What else? “Well, would you believe they have speed bumps at these Forward Operating Bases? Are you serious? Is this really a place where we should slow down? And they have these rules in the air force that they have to wear reflective belts. We’re in a blackout zone in Iraq and they’re walking around with these neon belts on.”
The troops themselves, says Bradley, have noticed some of these absurdities. But they’ve shrugged and forgotten about them. “I push the envelope on some of this stuff. But I’d rather get the troops laughing and get told off afterwards.”
He usually goes out with a comedian who hasn’t been before – the freshman and the old comedic war hand. “Two guys telling jokes” – it’s easy on the logistics. “They just throw us into a Blackhawk. Much easier than a rock band. Much easier than 10 cheerleaders…” Comic pause. “… which they’d prefer.”
From his intermittent flying visitor’s perspective, Bradley says he feels Iraq is much safer than Afghanistan right now. “We’re doing something right,” he begins, then lapses characteristically into semi-humorous mode. “I’m sure it’s nothing to do with weaponry. Probably involves money being paid somewhere.”
But wherever he’s playing, he says “leaving is the hardest part. I always feel that I want to do one more show. They’re protecting the freedom – these are everyday people, protecting our freedom. The rest of us get to forget. People don’t realize that the troops are under duress all the time. All the time. Walking to the bathroom. They carry their towels to the showers waiting for the next attack.”
WHICH BRINGS us to Israel – a country which, even on this brief acquaintance, Bradley says “touches your heart.”
He sees us simply as “real people, just trying to live. And you’ve got all this banging on your front door late at night.”
He also describes us as a kind of “huge family,” which may hold a further secret of his empathy, since he comes from one himself. “I have a fiance and millions of Irish cousins,” he says. “I’m going to bring them all, tell them all to come.”
America, he declares, with a conviction that defies dissent, “would go to war for Israel without a second thought. Even if not officially, the airports would be full. We do respect and love family.

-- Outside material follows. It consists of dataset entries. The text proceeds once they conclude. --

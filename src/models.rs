use std::collections::HashMap;

use serde::{Deserialize, Serialize};
use thiserror::Error;

pub use crate::core::identity::IdentityConfig;
use crate::core::identity::Role;

/// Server configuration
#[derive(Debug, Clone, Serialize, Deserialize)]
pub struct ServerConfig {
    /// Server host
    pub host: String,
    /// Server port
    pub port: u16,
}

impl Default for ServerConfig {
    fn default() -> Self {
        Self {
            host: "127.0.0.1".to_string(),
            port: 8080,
        }
    }
}

/// Redis configuration
#[derive(Debug, Clone, Serialize, Deserialize)]
pub struct RedisConfig {
    /// Redis connection URL
    pub url: String,
    /// Bound on every store operation, in milliseconds
    pub op_timeout_ms: u64,
}

impl Default for RedisConfig {
    fn default() -> Self {
        Self {
            url: "redis://127.0.0.1:6379".to_string(),
            op_timeout_ms: 250,
        }
    }
}

/// Per-role request quotas (or baselines) for one window.
#[derive(Debug, Clone, Serialize, Deserialize)]
pub struct RoleQuotas {
    pub anonymous: u32,
    pub buyer: u32,
    pub supplier: u32,
    pub admin: u32,
    pub network: u32,
}

impl RoleQuotas {
    pub fn for_role(&self, role: Role) -> u32 {
        match role {
            Role::Anonymous => self.anonymous,
            Role::Buyer => self.buyer,
            Role::Supplier => self.supplier,
            Role::Admin => self.admin,
            Role::Network => self.network,
        }
    }

    fn values(&self) -> [u32; 5] {
        [
            self.anonymous,
            self.buyer,
            self.supplier,
            self.admin,
            self.network,
        ]
    }
}

impl Default for RoleQuotas {
    fn default() -> Self {
        Self {
            anonymous: 100,
            buyer: 300,
            supplier: 300,
            admin: 1000,
            network: 600,
        }
    }
}

/// Quota override for a specific endpoint, applied to every role.
#[derive(Debug, Clone, Serialize, Deserialize)]
pub struct EndpointQuota {
    pub window_ms: i64,
    pub max_requests: u32,
}

/// Rate limit configuration
#[derive(Debug, Clone, Serialize, Deserialize)]
pub struct RateLimitConfig {
    /// Sliding window length in milliseconds
    pub window_ms: i64,
    /// Role-tiered quotas per window
    pub role_quotas: RoleQuotas,
    /// Exact-path overrides, e.g. a tight quota on a login endpoint
    pub endpoint_overrides: HashMap<String, EndpointQuota>,
    /// Store-key namespace for quota records
    pub namespace: String,
}

impl Default for RateLimitConfig {
    fn default() -> Self {
        Self {
            window_ms: 60_000,
            role_quotas: RoleQuotas::default(),
            endpoint_overrides: HashMap::new(),
            namespace: "rl".to_string(),
        }
    }
}

/// Geo blocking configuration
#[derive(Debug, Clone, Serialize, Deserialize)]
pub struct GeoConfig {
    /// Explicitly denied IPs, highest priority
    pub deny_list: Vec<String>,
    /// ISO country codes blocked outright
    pub high_risk_countries: Vec<String>,
    /// ASNs blocked outright
    pub high_risk_asns: Vec<u32>,
    /// Anonymizing networks below this reputation are blocked
    pub reputation_threshold: u8,
}

impl Default for GeoConfig {
    fn default() -> Self {
        Self {
            deny_list: Vec::new(),
            high_risk_countries: Vec::new(),
            high_risk_asns: Vec::new(),
            reputation_threshold: 40,
        }
    }
}

/// Behavioral analysis configuration
#[derive(Debug, Clone, Serialize, Deserialize)]
pub struct BehaviorConfig {
    /// Rolling pattern-history window in milliseconds
    pub window_ms: i64,
    /// Request count below which endpoint diversity is not scored
    pub volume_gate: u32,
    /// Per-role velocity baselines for the suspicion score
    pub role_baselines: RoleQuotas,
}

impl Default for BehaviorConfig {
    fn default() -> Self {
        Self {
            window_ms: 300_000,
            volume_gate: 20,
            role_baselines: RoleQuotas {
                anonymous: 60,
                buyer: 120,
                supplier: 120,
                admin: 240,
                network: 180,
            },
        }
    }
}

/// Bypass detection configuration
#[derive(Debug, Clone, Serialize, Deserialize)]
pub struct BypassConfig {
    /// Client-supplied headers that mark a bypass attempt
    pub marker_headers: Vec<String>,
    /// Longest plausible forwarded-for chain
    pub max_forward_hops: usize,
    /// Penalty multiplier for marker headers
    pub marker_penalty: f64,
    /// Penalty multiplier for spoofed forwarding headers
    pub spoof_penalty: f64,
}

impl Default for BypassConfig {
    fn default() -> Self {
        Self {
            marker_headers: vec![
                "x-rate-limit-bypass".to_string(),
                "x-bypass-token".to_string(),
                "x-admin-override".to_string(),
            ],
            max_forward_hops: 5,
            marker_penalty: 2.0,
            spoof_penalty: 2.0,
        }
    }
}

/// CAPTCHA gate configuration
#[derive(Debug, Clone, Serialize, Deserialize)]
pub struct CaptchaConfig {
    /// Suspicion score at or above which a challenge is offered
    pub suspicion_threshold: f64,
    pub captcha_type: String,
}

impl Default for CaptchaConfig {
    fn default() -> Self {
        Self {
            suspicion_threshold: 0.6,
            captcha_type: "recaptcha_v2".to_string(),
        }
    }
}

/// DDoS detection configuration
#[derive(Debug, Clone, Serialize, Deserialize)]
pub struct DdosConfig {
    /// Trailing window in milliseconds
    pub window_ms: i64,
    /// Request volume at or below this is normal traffic
    pub request_baseline: u64,
    /// Volume above this, with elevated cardinality, is a high-severity attack
    pub high_threshold: u64,
    /// Volume above this is critical regardless of cardinality
    pub critical_threshold: u64,
    /// Distinct source IPs above this count as elevated cardinality
    pub distinct_ip_baseline: u64,
}

impl Default for DdosConfig {
    fn default() -> Self {
        Self {
            window_ms: 60_000,
            request_baseline: 100,
            high_threshold: 500,
            critical_threshold: 1_000,
            distinct_ip_baseline: 50,
        }
    }
}

/// Pipeline configuration
#[derive(Debug, Clone, Serialize, Deserialize)]
pub struct PipelineConfig {
    /// Methods that bypass every check
    pub skip_methods: Vec<String>,
    /// Exact paths that bypass every check
    pub skip_paths: Vec<String>,
    pub enable_geo_blocking: bool,
    pub enable_behavioral_analysis: bool,
}

impl Default for PipelineConfig {
    fn default() -> Self {
        Self {
            skip_methods: vec!["OPTIONS".to_string()],
            skip_paths: Vec::new(),
            enable_geo_blocking: true,
            enable_behavioral_analysis: true,
        }
    }
}

/// Contradictory or malformed settings are fatal at startup, never
/// surfaced per-request.
#[derive(Error, Debug)]
pub enum ConfigValidationError {
    #[error("rate limit misconfigured: {0}")]
    RateLimit(String),
    #[error("identity headers misconfigured: {0}")]
    Identity(String),
    #[error("bypass detection misconfigured: {0}")]
    Bypass(String),
    #[error("captcha gate misconfigured: {0}")]
    Captcha(String),
    #[error("ddos thresholds misconfigured: {0}")]
    Ddos(String),
    #[error("behavior analysis misconfigured: {0}")]
    Behavior(String),
    #[error("redis misconfigured: {0}")]
    Redis(String),
}

/// Application configuration
#[derive(Debug, Clone, Default, Serialize, Deserialize)]
#[serde(default)]
pub struct Config {
    pub server: ServerConfig,
    pub redis: RedisConfig,
    pub identity: IdentityConfig,
    pub rate_limit: RateLimitConfig,
    pub geo: GeoConfig,
    pub behavior: BehaviorConfig,
    pub bypass: BypassConfig,
    pub captcha: CaptchaConfig,
    pub ddos: DdosConfig,
    pub pipeline: PipelineConfig,
}

impl Config {
    /// Environment overrides on top of the defaults, for deployments
    /// without a config file.
    pub fn from_env() -> anyhow::Result<Self> {
        dotenv::dotenv().ok();
        let mut config = Self::default();

        if let Ok(v) = std::env::var("SERVER_HOST") {
            config.server.host = v;
        }
        if let Ok(v) = std::env::var("SERVER_PORT") {
            config.server.port = v.parse()?;
        }
        if let Ok(v) = std::env::var("REDIS_URL") {
            config.redis.url = v;
        }
        if let Ok(v) = std::env::var("REDIS_OP_TIMEOUT_MS") {
            config.redis.op_timeout_ms = v.parse()?;
        }
        if let Ok(v) = std::env::var("RATE_LIMIT_WINDOW_MS") {
            config.rate_limit.window_ms = v.parse()?;
        }
        if let Ok(v) = std::env::var("RATE_LIMIT_ANONYMOUS") {
            config.rate_limit.role_quotas.anonymous = v.parse()?;
        }
        if let Ok(v) = std::env::var("DDOS_WINDOW_MS") {
            config.ddos.window_ms = v.parse()?;
        }
        if let Ok(v) = std::env::var("DDOS_CRITICAL_THRESHOLD") {
            config.ddos.critical_threshold = v.parse()?;
        }
        if let Ok(v) = std::env::var("CAPTCHA_SUSPICION_THRESHOLD") {
            config.captcha.suspicion_threshold = v.parse()?;
        }

        Ok(config)
    }

    /// Validate once at startup. Per-request code can then assume the
    /// configuration is internally consistent.
    pub fn validate(&self) -> Result<(), ConfigValidationError> {
        if self.redis.op_timeout_ms == 0 {
            return Err(ConfigValidationError::Redis(
                "op_timeout_ms must be positive".to_string(),
            ));
        }

        if self.rate_limit.window_ms <= 0 {
            return Err(ConfigValidationError::RateLimit(
                "window_ms must be positive".to_string(),
            ));
        }
        if self.rate_limit.role_quotas.values().iter().any(|q| *q == 0) {
            return Err(ConfigValidationError::RateLimit(
                "every role quota must be positive".to_string(),
            ));
        }
        if self.rate_limit.namespace.is_empty() {
            return Err(ConfigValidationError::RateLimit(
                "namespace must not be empty".to_string(),
            ));
        }
        for (endpoint, quota) in &self.rate_limit.endpoint_overrides {
            if quota.window_ms <= 0 || quota.max_requests == 0 {
                return Err(ConfigValidationError::RateLimit(format!(
                    "override for {} must have a positive window and quota",
                    endpoint
                )));
            }
        }

        if self.identity.client_ip_header.is_empty()
            || self.identity.forwarded_header.is_empty()
            || self.identity.real_ip_header.is_empty()
        {
            return Err(ConfigValidationError::Identity(
                "header names must not be empty".to_string(),
            ));
        }

        if self.bypass.marker_penalty < 1.0 || self.bypass.spoof_penalty < 1.0 {
            return Err(ConfigValidationError::Bypass(
                "penalty multipliers below 1.0 would weaken the quota".to_string(),
            ));
        }
        if self.bypass.max_forward_hops == 0 {
            return Err(ConfigValidationError::Bypass(
                "max_forward_hops must be positive".to_string(),
            ));
        }

        if !(0.0..=1.0).contains(&self.captcha.suspicion_threshold) {
            return Err(ConfigValidationError::Captcha(
                "suspicion_threshold must be within [0, 1]".to_string(),
            ));
        }

        if self.behavior.window_ms <= 0 {
            return Err(ConfigValidationError::Behavior(
                "window_ms must be positive".to_string(),
            ));
        }
        if self.behavior.role_baselines.values().iter().any(|b| *b == 0) {
            return Err(ConfigValidationError::Behavior(
                "every role baseline must be positive".to_string(),
            ));
        }

        if self.ddos.window_ms <= 0 {
            return Err(ConfigValidationError::Ddos(
                "window_ms must be positive".to_string(),
            ));
        }
        if self.ddos.request_baseline == 0
            || self.ddos.request_baseline >= self.ddos.high_threshold
            || self.ddos.high_threshold >= self.ddos.critical_threshold
        {
            return Err(ConfigValidationError::Ddos(
                "thresholds must be strictly increasing: baseline < high < critical".to_string(),
            ));
        }
        if self.ddos.distinct_ip_baseline == 0 {
            return Err(ConfigValidationError::Ddos(
                "distinct_ip_baseline must be positive".to_string(),
            ));
        }

        Ok(())
    }
}

#[cfg(test)]
mod tests {
    use super::*;

    #[test]
    fn test_default_config_is_valid() {
        assert!(Config::default().validate().is_ok());
    }

    #[test]
    fn test_from_env_overrides_defaults() {
        std::env::set_var("RATE_LIMIT_ANONYMOUS", "42");
        std::env::set_var("CAPTCHA_SUSPICION_THRESHOLD", "0.9");

        let config = Config::from_env().expect("env overrides should parse");
        assert_eq!(config.rate_limit.role_quotas.anonymous, 42);
        assert_eq!(config.captcha.suspicion_threshold, 0.9);
        // Untouched settings keep their defaults.
        assert_eq!(config.ddos.critical_threshold, 1_000);

        std::env::remove_var("RATE_LIMIT_ANONYMOUS");
        std::env::remove_var("CAPTCHA_SUSPICION_THRESHOLD");
    }

    #[test]
    fn test_non_increasing_ddos_thresholds_are_rejected() {
        let mut config = Config::default();
        config.ddos.high_threshold = config.ddos.critical_threshold;
        assert!(matches!(
            config.validate(),
            Err(ConfigValidationError::Ddos(_))
        ));
    }

    #[test]
    fn test_zero_role_quota_is_rejected() {
        let mut config = Config::default();
        config.rate_limit.role_quotas.buyer = 0;
        assert!(matches!(
            config.validate(),
            Err(ConfigValidationError::RateLimit(_))
        ));
    }

    #[test]
    fn test_sub_unit_penalty_is_rejected() {
        let mut config = Config::default();
        config.bypass.spoof_penalty = 0.5;
        assert!(matches!(
            config.validate(),
            Err(ConfigValidationError::Bypass(_))
        ));
    }

    #[test]
    fn test_captcha_threshold_out_of_range_is_rejected() {
        let mut config = Config::default();
        config.captcha.suspicion_threshold = 1.5;
        assert!(matches!(
            config.validate(),
            Err(ConfigValidationError::Captcha(_))
        ));
    }

    #[test]
    fn test_empty_identity_header_is_rejected() {
        let mut config = Config::default();
        config.identity.forwarded_header = String::new();
        assert!(matches!(
            config.validate(),
            Err(ConfigValidationError::Identity(_))
        ));
    }
}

“I was raised by a single mom,” he flows on. “We hug a lot. We say I love you. We pray. We go watch our cousins play high school football. We’re an Irish-Italian family, and we respect time. We know it’s not there forever. We’re postal workers, police officers, waiters and waitresses, concrete workers – real people. If my brother calls me at 3 a.m. I’m there.”
And when Israel called, Butch Bradley was here. Bless him.